The statute therefore authorizes review of findings of fact of the Board of Tax Appeals of the District of Columbia, subject to the admonition that they are to be undisturbed unless clearly wrong, if the findings are given the effect of findings of fact by an equity court. If the effect of the jury verdict, provided for in the same sentence, is to prevail, the review is much more restricted. The question as to which of the inconsistent provisions shall govern arises in a local statute confined in its operation to the District of Columbia. 'We will not ordinarily review decisions of the United States Court of Appeals, which are based upon statutes so limited or which declare the common law of the District.' Del Vecchio v. Bowers, 296 U.S. 280, 285, 56 S.Ct. 190, 192, 80 L.Ed. 229. Cf. American Security & Trust Co. v. District of Columbia, 224 U.S. 491, 32 S.Ct. 553, 56 L.Ed. 856; United Surety Co. v. American Fruit Product Co., 238 U.S. 140, 35 S.Ct. 828, 59 L.Ed. 1238. Where a local statute contains a conflict on its face as patent and as irreconcilable as this, where either choice seems equally supportable, we cannot say that the Court of Appeals commits error in assuming its review of the Board of Tax Appeals decision to be entitled to the scope of a review of an equity court.
After the Board of Tax Appeals statute, Federal Rule of Civil Procedure No. 52 was adopted, 28 U.S.C.A. following section 723c, effective September 1, 1938. It provided as to all actions tried upon the facts without a jury: 'Findings of fact shall not be set aside unless clearly erroneous, and due regard shall be given to the opportunity of the trial court to judge of the credibility of the witnesses.' This general rule, even if it were thought to modify the previous rule as to review of findings of fact in equity cases, would hardly supersede a special statutory measure of review applicable to a special and local tribunal.

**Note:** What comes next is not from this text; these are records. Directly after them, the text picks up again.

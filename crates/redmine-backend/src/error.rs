use thiserror::Error;
use tracker_core::TrackerError;

/// Longest response body kept inside an error, in characters.
const BODY_SNIPPET_LEN: usize = 1024;

/// Outcome classes of a single tracker request.
///
/// `NotFound` is deliberately context-free: what a 404 means depends on which
/// resource was requested, so operations translate it themselves.
#[derive(Error, Debug)]
pub enum RedmineError {
    #[error("unsupported tracker type '{0}'")]
    TrackerType(String),

    #[error("{reason} on {url}")]
    Timeout { url: String, reason: String },

    #[error("HTTP request to {url} failed: {source}")]
    Transport {
        url: String,
        #[source]
        source: ureq::Error,
    },

    #[error("resource not found")]
    NotFound,

    #[error("authentication failed")]
    Unauthorized,

    #[error("access forbidden")]
    Forbidden,

    #[error("invalid object passed to redmine: {message}, response body: {body}")]
    Validation { message: String, body: String },

    #[error("redmine internal error, body: {body}")]
    RemoteServer { body: String },

    #[error("expected status code {expected}, actual {actual}, body: {body}")]
    UnexpectedStatus {
        expected: u16,
        actual: u16,
        body: String,
    },

    #[error("status code {status}, failed to decode response: {source}, body: {body}")]
    Decode {
        status: u16,
        body: String,
        #[source]
        source: serde_json::Error,
    },

    #[error("failed to encode request body: {0}")]
    Encode(#[source] serde_json::Error),

    #[error("request to {url} stopped without a response")]
    Aborted { url: String },

    #[error("failed to read response body from {url}: {source}")]
    Body {
        url: String,
        #[source]
        source: ureq::Error,
    },
}

pub type Result<T> = std::result::Result<T, RedmineError>;

/// Cut a response body down to something fit for logs.
pub(crate) fn snippet(body: &str) -> String {
    if body.chars().count() <= BODY_SNIPPET_LEN {
        body.to_string()
    } else {
        let cut: String = body.chars().take(BODY_SNIPPET_LEN).collect();
        format!("{}...", cut)
    }
}

impl From<RedmineError> for TrackerError {
    fn from(err: RedmineError) -> Self {
        match err {
            RedmineError::TrackerType(kind) => {
                TrackerError::InvalidTrackerType(format!("invalid type: {}", kind))
            }
            e @ RedmineError::Timeout { .. } => TrackerError::Timeout(e.to_string()),
            e @ RedmineError::Transport { .. } => TrackerError::InvalidTrackerUrl(e.to_string()),
            RedmineError::NotFound => {
                TrackerError::InvalidTrackerUrl("resource not found".to_string())
            }
            RedmineError::Unauthorized => {
                TrackerError::InvalidCredentials("authentication failed".to_string())
            }
            RedmineError::Forbidden => TrackerError::Forbidden("access forbidden".to_string()),
            RedmineError::Validation { message, body } => TrackerError::Validation {
                message,
                context: format!("response body: {}", body),
            },
            e @ RedmineError::RemoteServer { .. } => {
                TrackerError::RemoteServerUnavailable(e.to_string())
            }
            e @ (RedmineError::UnexpectedStatus { .. }
            | RedmineError::Decode { .. }
            | RedmineError::Encode(_)
            | RedmineError::Body { .. }
            | RedmineError::Aborted { .. }) => TrackerError::Internal(e.to_string()),
        }
    }
}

We conclude, therefore, that the Court of Appeals has power to review decisions of the Board of Tax Appeals as under the equity practice in which the whole case, both facts and law, is open for consideration in the appellate court, subject to the long-standing rule that findings of fact are treated as presumptively correct and are accepted unless clearly wrong. The Court of Appeals therefore had power to set aside the determination of the Board of Tax Appeals if convinced, as it was, that the Board was clearly wrong. We are not called upon to separate factual from legal grounds of decision and to determine if reversal of the Board of Tax Appeals by the Court of Appeals could stand on questions of law alone. The judgment therefore is
Affirmed.
Mr. Justice BLACK and Mr. Justice RUTLEDGE took no part in the consideration or decision of this case.